"""

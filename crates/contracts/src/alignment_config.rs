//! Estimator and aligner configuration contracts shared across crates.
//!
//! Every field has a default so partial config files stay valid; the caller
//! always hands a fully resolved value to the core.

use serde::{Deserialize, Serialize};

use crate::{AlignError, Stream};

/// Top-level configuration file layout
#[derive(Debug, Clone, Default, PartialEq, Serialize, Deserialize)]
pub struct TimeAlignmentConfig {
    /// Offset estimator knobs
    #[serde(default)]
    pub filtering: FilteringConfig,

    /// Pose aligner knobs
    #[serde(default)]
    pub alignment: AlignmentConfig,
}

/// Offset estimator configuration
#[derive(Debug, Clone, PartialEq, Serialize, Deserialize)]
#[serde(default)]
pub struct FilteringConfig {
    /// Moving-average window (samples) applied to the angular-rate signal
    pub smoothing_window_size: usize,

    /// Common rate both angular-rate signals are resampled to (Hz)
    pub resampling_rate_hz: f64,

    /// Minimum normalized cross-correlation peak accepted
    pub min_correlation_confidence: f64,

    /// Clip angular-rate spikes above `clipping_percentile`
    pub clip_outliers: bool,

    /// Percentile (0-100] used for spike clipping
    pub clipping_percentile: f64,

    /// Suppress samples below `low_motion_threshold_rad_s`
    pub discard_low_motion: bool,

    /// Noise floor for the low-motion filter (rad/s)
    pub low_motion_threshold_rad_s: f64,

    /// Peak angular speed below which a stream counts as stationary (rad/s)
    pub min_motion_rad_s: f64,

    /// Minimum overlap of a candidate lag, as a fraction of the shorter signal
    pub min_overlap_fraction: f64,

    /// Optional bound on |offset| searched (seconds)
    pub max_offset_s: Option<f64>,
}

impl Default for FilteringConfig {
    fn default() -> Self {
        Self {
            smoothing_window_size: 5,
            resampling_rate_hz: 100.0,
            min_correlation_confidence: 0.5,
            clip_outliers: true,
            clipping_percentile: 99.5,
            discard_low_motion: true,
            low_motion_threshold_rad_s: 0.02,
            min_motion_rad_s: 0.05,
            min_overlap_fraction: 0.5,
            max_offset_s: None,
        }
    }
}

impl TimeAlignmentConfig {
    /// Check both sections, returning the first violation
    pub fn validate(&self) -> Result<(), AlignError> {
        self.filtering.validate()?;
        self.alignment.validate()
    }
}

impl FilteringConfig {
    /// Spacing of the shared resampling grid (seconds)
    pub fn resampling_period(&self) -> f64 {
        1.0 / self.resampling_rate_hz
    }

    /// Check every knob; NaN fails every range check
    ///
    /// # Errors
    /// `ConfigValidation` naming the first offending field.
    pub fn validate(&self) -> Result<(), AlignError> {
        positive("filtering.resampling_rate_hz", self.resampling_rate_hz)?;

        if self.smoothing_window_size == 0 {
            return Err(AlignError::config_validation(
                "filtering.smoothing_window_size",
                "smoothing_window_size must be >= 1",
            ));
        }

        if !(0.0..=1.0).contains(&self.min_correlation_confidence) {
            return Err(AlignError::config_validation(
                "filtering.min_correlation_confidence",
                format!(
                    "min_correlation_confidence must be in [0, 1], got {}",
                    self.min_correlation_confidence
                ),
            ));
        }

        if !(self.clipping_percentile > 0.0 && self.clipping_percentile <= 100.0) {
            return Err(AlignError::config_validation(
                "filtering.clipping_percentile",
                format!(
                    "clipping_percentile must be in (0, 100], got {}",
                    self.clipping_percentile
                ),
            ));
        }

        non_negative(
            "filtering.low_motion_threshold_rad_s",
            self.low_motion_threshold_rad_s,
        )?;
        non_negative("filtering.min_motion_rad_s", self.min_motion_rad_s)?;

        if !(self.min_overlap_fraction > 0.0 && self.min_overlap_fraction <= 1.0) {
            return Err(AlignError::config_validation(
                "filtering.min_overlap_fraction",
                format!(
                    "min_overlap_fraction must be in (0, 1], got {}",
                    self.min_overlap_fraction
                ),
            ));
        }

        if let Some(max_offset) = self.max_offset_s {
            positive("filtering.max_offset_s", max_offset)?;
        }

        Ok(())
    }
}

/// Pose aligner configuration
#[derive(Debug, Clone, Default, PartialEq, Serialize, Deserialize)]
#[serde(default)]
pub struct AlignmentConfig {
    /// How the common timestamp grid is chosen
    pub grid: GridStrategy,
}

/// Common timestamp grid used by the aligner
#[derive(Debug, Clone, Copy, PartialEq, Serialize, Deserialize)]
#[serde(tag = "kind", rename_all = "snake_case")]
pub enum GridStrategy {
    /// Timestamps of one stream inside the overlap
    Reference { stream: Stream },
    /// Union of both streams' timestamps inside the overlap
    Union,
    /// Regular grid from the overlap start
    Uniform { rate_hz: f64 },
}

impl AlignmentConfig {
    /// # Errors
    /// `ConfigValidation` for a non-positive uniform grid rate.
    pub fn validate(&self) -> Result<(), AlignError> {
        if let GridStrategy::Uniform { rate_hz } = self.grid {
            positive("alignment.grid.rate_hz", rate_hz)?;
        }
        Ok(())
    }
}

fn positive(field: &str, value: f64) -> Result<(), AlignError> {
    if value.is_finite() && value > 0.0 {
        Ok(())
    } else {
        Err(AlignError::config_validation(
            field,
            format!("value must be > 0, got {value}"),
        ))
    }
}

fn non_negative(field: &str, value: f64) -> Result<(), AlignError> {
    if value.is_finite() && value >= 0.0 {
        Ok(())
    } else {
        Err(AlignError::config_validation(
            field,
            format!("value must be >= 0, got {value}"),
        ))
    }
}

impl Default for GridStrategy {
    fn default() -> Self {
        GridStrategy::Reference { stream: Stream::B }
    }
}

"""

# [Work item]
The complete material should be output once more, word for word.

# [Task result]
filename crates/contracts/src/alignment_config.rs
//! Estimator and aligner configuration contracts shared across crates.
//!
//! Every field has a default so partial config files stay valid; the caller
//! always hands a fully resolved value to the core.

use serde::{Deserialize, Serialize};

use crate::{AlignError, Stream};

/// Top-level configuration file layout
#[derive(Debug, Clone, Default, PartialEq, Serialize, Deserialize)]
pub struct TimeAlignmentConfig {
    /// Offset estimator knobs
    #[serde(default)]
    pub filtering: FilteringConfig,

    /// Pose aligner knobs
    #[serde(default)]
    pub alignment: AlignmentConfig,
}

/// Offset estimator configuration
#[derive(Debug, Clone, PartialEq, Serialize, Deserialize)]
#[serde(default)]
pub struct FilteringConfig {
    /// Moving-average window (samples) applied to the angular-rate signal
    pub smoothing_window_size: usize,

    /// Common rate both angular-rate signals are resampled to (Hz)
    pub resampling_rate_hz: f64,

    /// Minimum normalized cross-correlation peak accepted
    pub min_correlation_confidence: f64,

    /// Clip angular-rate spikes above `clipping_percentile`
    pub clip_outliers: bool,

    /// Percentile (0-100] used for spike clipping
    pub clipping_percentile: f64,

    /// Suppress samples below `low_motion_threshold_rad_s`
    pub discard_low_motion: bool,

    /// Noise floor for the low-motion filter (rad/s)
    pub low_motion_threshold_rad_s: f64,

    /// Peak angular speed below which a stream counts as stationary (rad/s)
    pub min_motion_rad_s: f64,

    /// Minimum overlap of a candidate lag, as a fraction of the shorter signal
    pub min_overlap_fraction: f64,

    /// Optional bound on |offset| searched (seconds)
    pub max_offset_s: Option<f64>,
}

impl Default for FilteringConfig {
    fn default() -> Self {
        Self {
            smoothing_window_size: 5,
            resampling_rate_hz: 100.0,
            min_correlation_confidence: 0.5,
            clip_outliers: true,
            clipping_percentile: 99.5,
            discard_low_motion: true,
            low_motion_threshold_rad_s: 0.02,
            min_motion_rad_s: 0.05,
            min_overlap_fraction: 0.5,
            max_offset_s: None,
        }
    }
}

impl TimeAlignmentConfig {
    /// Check both sections, returning the first violation
    pub fn validate(&self) -> Result<(), AlignError> {
        self.filtering.validate()?;
        self.alignment.validate()
    }
}

impl FilteringConfig {
    /// Spacing of the shared resampling grid (seconds)
    pub fn resampling_period(&self) -> f64 {
        1.0 / self.resampling_rate_hz
    }

    /// Check every knob; NaN fails every range check
    ///
    /// # Errors
    /// `ConfigValidation` naming the first offending field.
    pub fn validate(&self) -> Result<(), AlignError> {
        positive("filtering.resampling_rate_hz", self.resampling_rate_hz)?;

        if self.smoothing_window_size == 0 {
            return Err(AlignError::config_validation(
                "filtering.smoothing_window_size",
                "smoothing_window_size must be >= 1",
            ));
        }

        if !(0.0..=1.0).contains(&self.min_correlation_confidence) {
            return Err(AlignError::config_validation(
                "filtering.min_correlation_confidence",
                format!(
                    "min_correlation_confidence must be in [0, 1], got {}",
                    self.min_correlation_confidence
                ),
            ));
        }

        if !(self.clipping_percentile > 0.0 && self.clipping_percentile <= 100.0) {
            return Err(AlignError::config_validation(
                "filtering.clipping_percentile",
                format!(
                    "clipping_percentile must be in (0, 100], got {}",
                    self.clipping_percentile
                ),
            ));
        }

        non_negative(
            "filtering.low_motion_threshold_rad_s",
            self.low_motion_threshold_rad_s,
        )?;
        non_negative("filtering.min_motion_rad_s", self.min_motion_rad_s)?;

        if !(self.min_overlap_fraction > 0.0 && self.min_overlap_fraction <= 1.0) {
            return Err(AlignError::config_validation(
                "filtering.min_overlap_fraction",
                format!(
                    "min_overlap_fraction must be in (0, 1], got {}",
                    self.min_overlap_fraction
                ),
            ));
        }

        if let Some(max_offset) = self.max_offset_s {
            positive("filtering.max_offset_s", max_offset)?;
        }

        Ok(())
    }
}

/// Pose aligner configuration
#[derive(Debug, Clone, Default, PartialEq, Serialize, Deserialize)]
#[serde(default)]
pub struct AlignmentConfig {
    /// How the common timestamp grid is chosen
    pub grid: GridStrategy,
}

/// Common timestamp grid used by the aligner
#[derive(Debug, Clone, Copy, PartialEq, Serialize, Deserialize)]
#[serde(tag = "kind", rename_all = "snake_case")]
pub enum GridStrategy {
    /// Timestamps of one stream inside the overlap
    Reference { stream: Stream },
    /// Union of both streams' timestamps inside the overlap
    Union,
    /// Regular grid from the overlap start
    Uniform { rate_hz: f64 },
}

impl AlignmentConfig {
    /// # Errors
    /// `ConfigValidation` for a non-positive uniform grid rate.
    pub fn validate(&self) -> Result<(), AlignError> {
        if let GridStrategy::Uniform { rate_hz } = self.grid {
            positive("alignment.grid.rate_hz", rate_hz)?;
        }
        Ok(())
    }
}

fn positive(field: &str, value: f64) -> Result<(), AlignError> {
    if value.is_finite() && value > 0.0 {
        Ok(())
    } else {
        Err(AlignError::config_validation(
            field,
            format!("value must be > 0, got {value}"),
        ))
    }
}

fn non_negative(field: &str, value: f64) -> Result<(), AlignError> {
    if value.is_finite() && value >= 0.0 {
        Ok(())
    } else {
        Err(AlignError::config_validation(
            field,
            format!("value must be >= 0, got {value}"),
        ))
    }
}

impl Default for GridStrategy {
    fn default() -> Self {
        GridStrategy::Reference { stream: Stream::B }
    }
}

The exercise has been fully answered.